Laila Hansen, 36, is a Kalaaleq Inuit from Greenland. She has worked as an actress, a singer-songwriter, director and mask dancer, touring the northern latitudes, Europe and North America. Deciding to go into film, she went to Greenland’s home rule government and said, “You’re going to pay for my education, because Greenland needs a filmmaker.” And they did.

She has directed everything from television commercials to a hip-hop jazz Inuit musical. She teamed up recently with Nils Vest Film, in Copenhagen, to make “Inuk Woman City Blues,” which she describes as a “musically poetic narration” about four Inuit women who haunt the bars. It had a smash opening in Copenhagen in October.

Laila Hansen
Courtesy Nils Vest Films

When you did Inuit theater in Canada, could they understand your language?
Oh yeah. It’s the same language same people, same culture, in Canada, Siberia, Alaska and Greenland. There are only different dialects. What we did, since we are coming from this small society and only a few people understand our language, we made physical stuff.
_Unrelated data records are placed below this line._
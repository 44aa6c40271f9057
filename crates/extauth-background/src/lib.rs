//! Session Coordinator and its reload host seam.

pub mod coordinator;
pub mod reload;

pub use coordinator::{CoordinatorHandle, SessionCoordinator};
pub use reload::{NoopReloadHost, ReloadHost};
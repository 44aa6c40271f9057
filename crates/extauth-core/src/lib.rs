//! Session state, token codec, errors, configuration.

pub mod config;
pub mod error;
pub mod session;
pub mod token;

pub use config::{DataPaths, ExtAuthConfig};
pub use error::{Error, Result};
pub use session::SessionState;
For instance, the mask dance is one of the oldest ways of dancing and clowning.

What was you father’s business?
He had a grocery store and my mum was a dental assistant. Quite modern. My grandfather was a hunter and carpenter. So we saw civilization come too fast. I saw, as a child, these traditional Eskimo people moving into town. We are not a minority, we kept our language. But in Greenland our spiritual side is very weak, it’s like a spiritual emptiness that makes people weak, so they try and find happiness in other ways. But if you take the spiritual side away there’s this emptiness. People are very lonely.
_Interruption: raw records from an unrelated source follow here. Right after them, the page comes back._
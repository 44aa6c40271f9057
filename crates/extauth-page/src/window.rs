//! Page window, the `window.location` analog.
//!
//! Holds the current URL and the two mutations the login flow needs:
//! a full navigation and a history-style query strip.

use parking_lot::RwLock;

/// Query parameter marking the first load after a logout.
pub const LOGOUT_PARAM: &str = "logout";

/// Mutable URL handle for one page.
pub struct PageWindow {
    href: RwLock<String>,
}

impl PageWindow {
    pub fn new(href: &str) -> Self {
        Self {
            href: RwLock::new(href.to_string()),
        }
    }

    /// Current full URL.
    pub fn href(&self) -> String {
        self.href.read().clone()
    }

    /// Navigate to a new URL. In a real browser this is a page load.
    pub fn navigate(&self, href: &str) {
        *self.href.write() = href.to_string();
    }

    /// The URL with its query string removed.
    pub fn base_url(&self) -> String {
        let href = self.href.read();
        href.split('?').next().unwrap_or(&href).to_string()
    }

    /// Read a query parameter value, if present.
    pub fn query_param(&self, name: &str) -> Option<String> {
        let href = self.href.read();
        let (_, query) = href.split_once('?')?;
        for pair in query.split('&') {
            let (key, value) = pair.split_once('=').unwrap_or((pair, ""));
            if key == name {
                return Some(value.to_string());
            }
        }
        None
    }

    /// Drop the query string without a page load, like `history.replaceState`.
    pub fn strip_query(&self) {
        let base = self.base_url();
        *self.href.write() = base;
    }
}
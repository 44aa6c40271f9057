//! Action-tagged request/reply contract between extension contexts.
//!
//! The page and content contexts never touch the coordinator's state
//! directly; everything crosses this boundary as JSON-shaped messages with
//! camelCase fields, matching the `chrome.runtime` message surface the
//! extension presents to its scripts.

pub mod message;

pub use message::{Ack, LogReceipt, Message, Response};
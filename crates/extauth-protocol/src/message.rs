//! Request and reply shapes on the extension message channel.

use serde::{Deserialize, Serialize};

use extauth_core::SessionState;

/// A request addressed to the Session Coordinator.
///
/// On the wire this is an `action`-tagged JSON object, exactly as the page
/// and content scripts send it.
#[derive(Debug, Clone, PartialEq, Serialize, Deserialize)]
#[serde(tag = "action", rename_all = "camelCase")]
pub enum Message {
    /// Record a completed page-side login.
    Login { username: String, token: String },
    /// Clear the session; optionally ask the host to reload afterwards.
    #[serde(rename_all = "camelCase")]
    Logout {
        previous_user: Option<String>,
        request_reload: bool,
    },
    /// Snapshot the in-memory session state.
    GetAuthState,
    /// Accepted for wire compatibility and acknowledged, but behaviorally
    /// inert: test mode is configuration, not a message.
    SetTestMode,
    /// Pass-through diagnostic echo.
    Log { text: String },
}

/// Reply to a [`Message`].
#[derive(Debug, Clone, PartialEq, Serialize, Deserialize)]
#[serde(untagged)]
pub enum Response {
    /// Full state snapshot (`getAuthState`).
    State(SessionState),
    /// `{success}` acknowledgment (`login`, `logout`, `setTestMode`).
    Ack(Ack),
    /// `{received}` receipt (`log`).
    Log(LogReceipt),
}

impl Response {
    /// A `{success: true}` acknowledgment.
    pub fn success() -> Self {
        Self::Ack(Ack { success: true })
    }

    /// A `{received: true}` receipt.
    pub fn received() -> Self {
        Self::Log(LogReceipt { received: true })
    }
}

/// Command acknowledgment.
#[derive(Debug, Clone, Copy, PartialEq, Eq, Serialize, Deserialize)]
pub struct Ack {
    pub success: bool,
}

/// Receipt for a diagnostic log message.
#[derive(Debug, Clone, Copy, PartialEq, Eq, Serialize, Deserialize)]
pub struct LogReceipt {
    pub received: bool,
}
In the school, they taught us that your heritage is all dead and you only have to see the future. When I became an actress, I toured in small places where people who have never seen (Inuit cultural) theater said, "They lied to us in school." They saw that it was alive.

Were the teachers Greenlanders or Danes?
Both. They have been taught that themselves. Also, if you want to survive, you have to think like that. But today young people are more connected to both sides. It’s like awakened spirits inside. Like we can exist in this new civilization but we can still be on the other side.

Explain your movie.
My movie is about four women who move to Denmark and they’re telling these stories, about what they have inside them to be that drunken. Then we mix in music and poetry from Greenland. It’s a way of thinking about poetry of skid row, and maybe it will help them get more help. I was with these women for a long time.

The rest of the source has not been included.